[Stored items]
# # # # #

//! # Fretboard Mapper
//!
//! Places each pitch on a 4-string bass (E1 A1 D2 G2, frets 0–24).
//!
//! Selection is a single greedy pass with no backtracking. The hand starts at a sentinel
//! on fret 12 of the E string. Each later pitch takes the candidate that minimizes
//! `|Δfret| + |Δstring|` from the previous pick. Equal costs go to the lowest string index.
//! Pitches with no candidate are skipped.

use serde::{Deserialize, Serialize};
use tracing::{debug, warn};

use crate::generator::Pitch;

/// Open-string MIDI numbers, low E first.
pub const OPEN_STRINGS: [i32; 4] = [28, 33, 38, 43];

pub const STRING_NAMES: [&str; 4] = ["E", "A", "D", "G"];

pub const MAX_FRET: i32 = 24;

/// Starting hand position before the first note.
pub const SENTINEL: FretPosition = FretPosition {
    string: 0,
    fret: 12,
    measure: 0,
    beat: 0,
};

const FRET_COST_WEIGHT: i32 = 1;
const STRING_COST_WEIGHT: i32 = 1;

/// A pitch placed on the fretboard.
#[derive(Debug, Clone, Copy, PartialEq, Eq, Serialize)]
#[serde(rename_all = "camelCase")]
pub struct FretPosition {
    /// 0 = low E, 3 = G
    pub string: usize,
    pub fret: i32,
    pub measure: u32,
    pub beat: u32,
}

/// How the first note of a line is placed.
#[derive(Debug, Clone, Copy, PartialEq, Eq, Default, Serialize, Deserialize)]
#[serde(rename_all = "kebab-case")]
pub enum Opening {
    /// Lowest available fret.
    #[default]
    LowestFret,
    /// Cheapest move from the sentinel, like every later note.
    NearestToSentinel,
}

/// Every (string, fret) that sounds `pitch`, in string order.
pub fn playable_positions(pitch: &Pitch) -> Vec<FretPosition> {
    OPEN_STRINGS
        .iter()
        .enumerate()
        .filter_map(|(string, open)| {
            let fret = pitch.midi - open;
            (0..=MAX_FRET).contains(&fret).then_some(FretPosition {
                string,
                fret,
                measure: pitch.measure,
                beat: pitch.beat,
            })
        })
        .collect()
}

/// Hand movement between two positions.
pub fn cost(prev: &FretPosition, next: &FretPosition) -> i32 {
    let fret_diff = (next.fret - prev.fret).abs();
    let string_diff = (next.string as i32 - prev.string as i32).abs();
    fret_diff * FRET_COST_WEIGHT + string_diff * STRING_COST_WEIGHT
}

#[derive(Debug, Clone, Copy, Default, PartialEq, Eq)]
pub struct FretboardMapper {
    opening: Opening,
}

impl FretboardMapper {
    pub fn new(opening: Opening) -> Self {
        Self { opening }
    }

    pub fn opening(&self) -> Opening {
        self.opening
    }

    /// Map pitches to positions, dropping the ones no string can reach.
    pub fn map(&self, pitches: &[Pitch]) -> Vec<FretPosition> {
        let mut result = Vec::with_capacity(pitches.len());
        let mut hand = SENTINEL;

        for pitch in pitches {
            let candidates = playable_positions(pitch);
            let by_lowest_fret = result.is_empty() && self.opening == Opening::LowestFret;

            // min_by_key returns the first minimum, i.e. the lowest string on ties
            let best = candidates.iter().min_by_key(|next| {
                if by_lowest_fret {
                    next.fret
                } else {
                    cost(&hand, next)
                }
            });

            match best {
                Some(&position) => {
                    debug!(
                        midi = pitch.midi,
                        string = STRING_NAMES[position.string],
                        fret = position.fret,
                        "placed note"
                    );
                    result.push(position);
                    hand = position;
                }
                None => {
                    warn!(
                        midi = pitch.midi,
                        measure = pitch.measure,
                        beat = pitch.beat,
                        "pitch is outside the fretboard, skipping"
                    );
                }
            }
        }

        result
    }
}

/// Map pitches with the default [`Opening::LowestFret`].
pub fn map_to_positions(pitches: &[Pitch]) -> Vec<FretPosition> {
    FretboardMapper::default().map(pitches)
}

#[cfg(test)]
mod tests {
    use super::*;

    fn pitches(midi: &[i32]) -> Vec<Pitch> {
        midi.iter()
            .enumerate()
            .map(|(i, &midi)| Pitch {
                midi,
                measure: 1,
                beat: i as u32 + 1,
                duration: 1.0,
            })
            .collect()
    }

    fn tuples(positions: &[FretPosition]) -> Vec<(usize, i32)> {
        positions.iter().map(|p| (p.string, p.fret)).collect()
    }

    #[test]
    fn test_playable_positions() {
        let positions = playable_positions(&pitches(&[40])[0]);
        assert_eq!(tuples(&positions), vec![(0, 12), (1, 7), (2, 2)]);

        // Open low E only fits one string
        assert_eq!(tuples(&playable_positions(&pitches(&[28])[0])), vec![(0, 0)]);
        // G4 is fret 24 on the G string
        assert_eq!(tuples(&playable_positions(&pitches(&[67])[0])), vec![(3, 24)]);
    }

    #[test]
    fn test_cost() {
        let a = FretPosition { string: 0, fret: 12, measure: 1, beat: 1 };
        let b = FretPosition { string: 2, fret: 7, measure: 1, beat: 2 };
        assert_eq!(cost(&a, &b), 7);
        assert_eq!(cost(&b, &a), 7);
        assert_eq!(cost(&a, &a), 0);
    }

    #[test]
    fn test_lowest_fret_opening() {
        let positions = map_to_positions(&pitches(&[40, 43, 47]));
        // 40: D2; 43: tie between D5 and G0 (cost 3), lower string wins; 47: G4
        assert_eq!(tuples(&positions), vec![(2, 2), (2, 5), (3, 4)]);
    }

    #[test]
    fn test_nearest_to_sentinel_opening() {
        let mapper = FretboardMapper::new(Opening::NearestToSentinel);
        let positions = mapper.map(&pitches(&[40, 43, 47]));
        // 40: E12 sits on the sentinel; 43: E15 and A10 both cost 3, E wins; 47: A14
        assert_eq!(tuples(&positions), vec![(0, 12), (0, 15), (1, 14)]);
    }

    #[test]
    fn test_timing_is_carried_through() {
        let input = vec![
            Pitch { midi: 36, measure: 3, beat: 2, duration: 1.0 },
            Pitch { midi: 40, measure: 4, beat: 1, duration: 1.0 },
        ];
        let positions = map_to_positions(&input);
        assert_eq!(positions[0].measure, 3);
        assert_eq!(positions[0].beat, 2);
        assert_eq!(positions[1].measure, 4);
        assert_eq!(positions[1].beat, 1);
    }

    #[test]
    fn test_unplayable_pitches_are_skipped() {
        let positions = map_to_positions(&pitches(&[20, 36, 90, 38]));
        assert_eq!(positions.len(), 2);
        assert_eq!(positions[0].beat, 2);
        assert_eq!(positions[1].beat, 4);
    }

    #[test]
    fn test_first_playable_note_uses_opening_rule() {
        // The unplayable note must not count as the first note
        let positions = map_to_positions(&pitches(&[10, 45]));
        assert_eq!(tuples(&positions), vec![(3, 2)]);
    }

    #[test]
    fn test_frets_stay_in_range() {
        let all: Vec<i32> = (0..100).collect();
        for position in map_to_positions(&pitches(&all)) {
            assert!((0..=MAX_FRET).contains(&position.fret));
            assert!(position.string < OPEN_STRINGS.len());
        }
        // Every pitch from E1 to G4 is reachable
        assert_eq!(map_to_positions(&pitches(&all)).len(), (28..=67).count());
    }

    #[test]
    fn test_walking_line_stays_in_one_area() {
        let positions = map_to_positions(&pitches(&[36, 40, 43, 40]));
        // C A3, E D2, G D5 (ties with G0), then E A7 (ties with D2)
        assert_eq!(tuples(&positions), vec![(1, 3), (2, 2), (2, 5), (1, 7)]);
    }
}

# # # # #

Activity:
Would you transcribe the data above exactly as it stands?

Solution:
//! # Fretboard Mapper
//!
//! Places each pitch on a 4-string bass (E1 A1 D2 G2, frets 0–24).
//!
//! Selection is a single greedy pass with no backtracking. The hand starts at a sentinel
//! on fret 12 of the E string. Each later pitch takes the candidate that minimizes
//! `|Δfret| + |Δstring|` from the previous pick. Equal costs go to the lowest string index.
//! Pitches with no candidate are skipped.

use serde::{Deserialize, Serialize};
use tracing::{debug, warn};

use crate::generator::Pitch;

/// Open-string MIDI numbers, low E first.
pub const OPEN_STRINGS: [i32; 4] = [28, 33, 38, 43];

pub const STRING_NAMES: [&str; 4] = ["E", "A", "D", "G"];

pub const MAX_FRET: i32 = 24;

/// Starting hand position before the first note.
pub const SENTINEL: FretPosition = FretPosition {
    string: 0,
    fret: 12,
    measure: 0,
    beat: 0,
};

const FRET_COST_WEIGHT: i32 = 1;
const STRING_COST_WEIGHT: i32 = 1;

/// A pitch placed on the fretboard.
#[derive(Debug, Clone, Copy, PartialEq, Eq, Serialize)]
#[serde(rename_all = "camelCase")]
pub struct FretPosition {
    /// 0 = low E, 3 = G
    pub string: usize,
    pub fret: i32,
    pub measure: u32,
    pub beat: u32,
}

/// How the first note of a line is placed.
#[derive(Debug, Clone, Copy, PartialEq, Eq, Default, Serialize, Deserialize)]
#[serde(rename_all = "kebab-case")]
pub enum Opening {
    /// Lowest available fret.
    #[default]
    LowestFret,
    /// Cheapest move from the sentinel, like every later note.
    NearestToSentinel,
}

/// Every (string, fret) that sounds `pitch`, in string order.
pub fn playable_positions(pitch: &Pitch) -> Vec<FretPosition> {
    OPEN_STRINGS
        .iter()
        .enumerate()
        .filter_map(|(string, open)| {
            let fret = pitch.midi - open;
            (0..=MAX_FRET).contains(&fret).then_some(FretPosition {
                string,
                fret,
                measure: pitch.measure,
                beat: pitch.beat,
            })
        })
        .collect()
}

/// Hand movement between two positions.
pub fn cost(prev: &FretPosition, next: &FretPosition) -> i32 {
    let fret_diff = (next.fret - prev.fret).abs();
    let string_diff = (next.string as i32 - prev.string as i32).abs();
    fret_diff * FRET_COST_WEIGHT + string_diff * STRING_COST_WEIGHT
}

#[derive(Debug, Clone, Copy, Default, PartialEq, Eq)]
pub struct FretboardMapper {
    opening: Opening,
}

impl FretboardMapper {
    pub fn new(opening: Opening) -> Self {
        Self { opening }
    }

    pub fn opening(&self) -> Opening {
        self.opening
    }

    /// Map pitches to positions, dropping the ones no string can reach.
    pub fn map(&self, pitches: &[Pitch]) -> Vec<FretPosition> {
        let mut result = Vec::with_capacity(pitches.len());
        let mut hand = SENTINEL;

        for pitch in pitches {
            let candidates = playable_positions(pitch);
            let by_lowest_fret = result.is_empty() && self.opening == Opening::LowestFret;

            // min_by_key returns the first minimum, i.e. the lowest string on ties
            let best = candidates.iter().min_by_key(|next| {
                if by_lowest_fret {
                    next.fret
                } else {
                    cost(&hand, next)
                }
            });

            match best {
                Some(&position) => {
                    debug!(
                        midi = pitch.midi,
                        string = STRING_NAMES[position.string],
                        fret = position.fret,
                        "placed note"
                    );
                    result.push(position);
                    hand = position;
                }
                None => {
                    warn!(
                        midi = pitch.midi,
                        measure = pitch.measure,
                        beat = pitch.beat,
                        "pitch is outside the fretboard, skipping"
                    );
                }
            }
        }

        result
    }
}

/// Map pitches with the default [`Opening::LowestFret`].
pub fn map_to_positions(pitches: &[Pitch]) -> Vec<FretPosition> {
    FretboardMapper::default().map(pitches)
}

#[cfg(test)]
mod tests {
    use super::*;

    fn pitches(midi: &[i32]) -> Vec<Pitch> {
        midi.iter()
            .enumerate()
            .map(|(i, &midi)| Pitch {
                midi,
                measure: 1,
                beat: i as u32 + 1,
                duration: 1.0,
            })
            .collect()
    }

    fn tuples(positions: &[FretPosition]) -> Vec<(usize, i32)> {
        positions.iter().map(|p| (p.string, p.fret)).collect()
    }

    #[test]
    fn test_playable_positions() {
        let positions = playable_positions(&pitches(&[40])[0]);
        assert_eq!(tuples(&positions), vec![(0, 12), (1, 7), (2, 2)]);

        // Open low E only fits one string
        assert_eq!(tuples(&playable_positions(&pitches(&[28])[0])), vec![(0, 0)]);
        // G4 is fret 24 on the G string
        assert_eq!(tuples(&playable_positions(&pitches(&[67])[0])), vec![(3, 24)]);
    }

    #[test]
    fn test_cost() {
        let a = FretPosition { string: 0, fret: 12, measure: 1, beat: 1 };
        let b = FretPosition { string: 2, fret: 7, measure: 1, beat: 2 };
        assert_eq!(cost(&a, &b), 7);
        assert_eq!(cost(&b, &a), 7);
        assert_eq!(cost(&a, &a), 0);
    }

    #[test]
    fn test_lowest_fret_opening() {
        let positions = map_to_positions(&pitches(&[40, 43, 47]));
        // 40: D2; 43: tie between D5 and G0 (cost 3), lower string wins; 47: G4
        assert_eq!(tuples(&positions), vec![(2, 2), (2, 5), (3, 4)]);
    }

    #[test]
    fn test_nearest_to_sentinel_opening() {
        let mapper = FretboardMapper::new(Opening::NearestToSentinel);
        let positions = mapper.map(&pitches(&[40, 43, 47]));
        // 40: E12 sits on the sentinel; 43: E15 and A10 both cost 3, E wins; 47: A14
        assert_eq!(tuples(&positions), vec![(0, 12), (0, 15), (1, 14)]);
    }

    #[test]
    fn test_timing_is_carried_through() {
        let input = vec![
            Pitch { midi: 36, measure: 3, beat: 2, duration: 1.0 },
            Pitch { midi: 40, measure: 4, beat: 1, duration: 1.0 },
        ];
        let positions = map_to_positions(&input);
        assert_eq!(positions[0].measure, 3);
        assert_eq!(positions[0].beat, 2);
        assert_eq!(positions[1].measure, 4);
        assert_eq!(positions[1].beat, 1);
    }

    #[test]
    fn test_unplayable_pitches_are_skipped() {
        let positions = map_to_positions(&pitches(&[20, 36, 90, 38]));
        assert_eq!(positions.len(), 2);
        assert_eq!(positions[0].beat, 2);
        assert_eq!(positions[1].beat, 4);
    }

    #[test]
    fn test_first_playable_note_uses_opening_rule() {
        // The unplayable note must not count as the first note
        let positions = map_to_positions(&pitches(&[10, 45]));
        assert_eq!(tuples(&positions), vec![(3, 2)]);
    }

    #[test]
    fn test_frets_stay_in_range() {
        let all: Vec<i32> = (0..100).collect();
        for position in map_to_positions(&pitches(&all)) {
            assert!((0..=MAX_FRET).contains(&position.fret));
            assert!(position.string < OPEN_STRINGS.len());
        }
        // Every pitch from E1 to G4 is reachable
        assert_eq!(map_to_positions(&pitches(&all)).len(), (28..=67).count());
    }

    #[test]
    fn test_walking_line_stays_in_one_area() {
        let positions = map_to_positions(&pitches(&[36, 40, 43, 40]));
        // C A3, E D2, G D5 (ties with G0), then E A7 (ties with D2)
        assert_eq!(tuples(&positions), vec![(1, 3), (2, 2), (2, 5), (1, 7)]);
    }
}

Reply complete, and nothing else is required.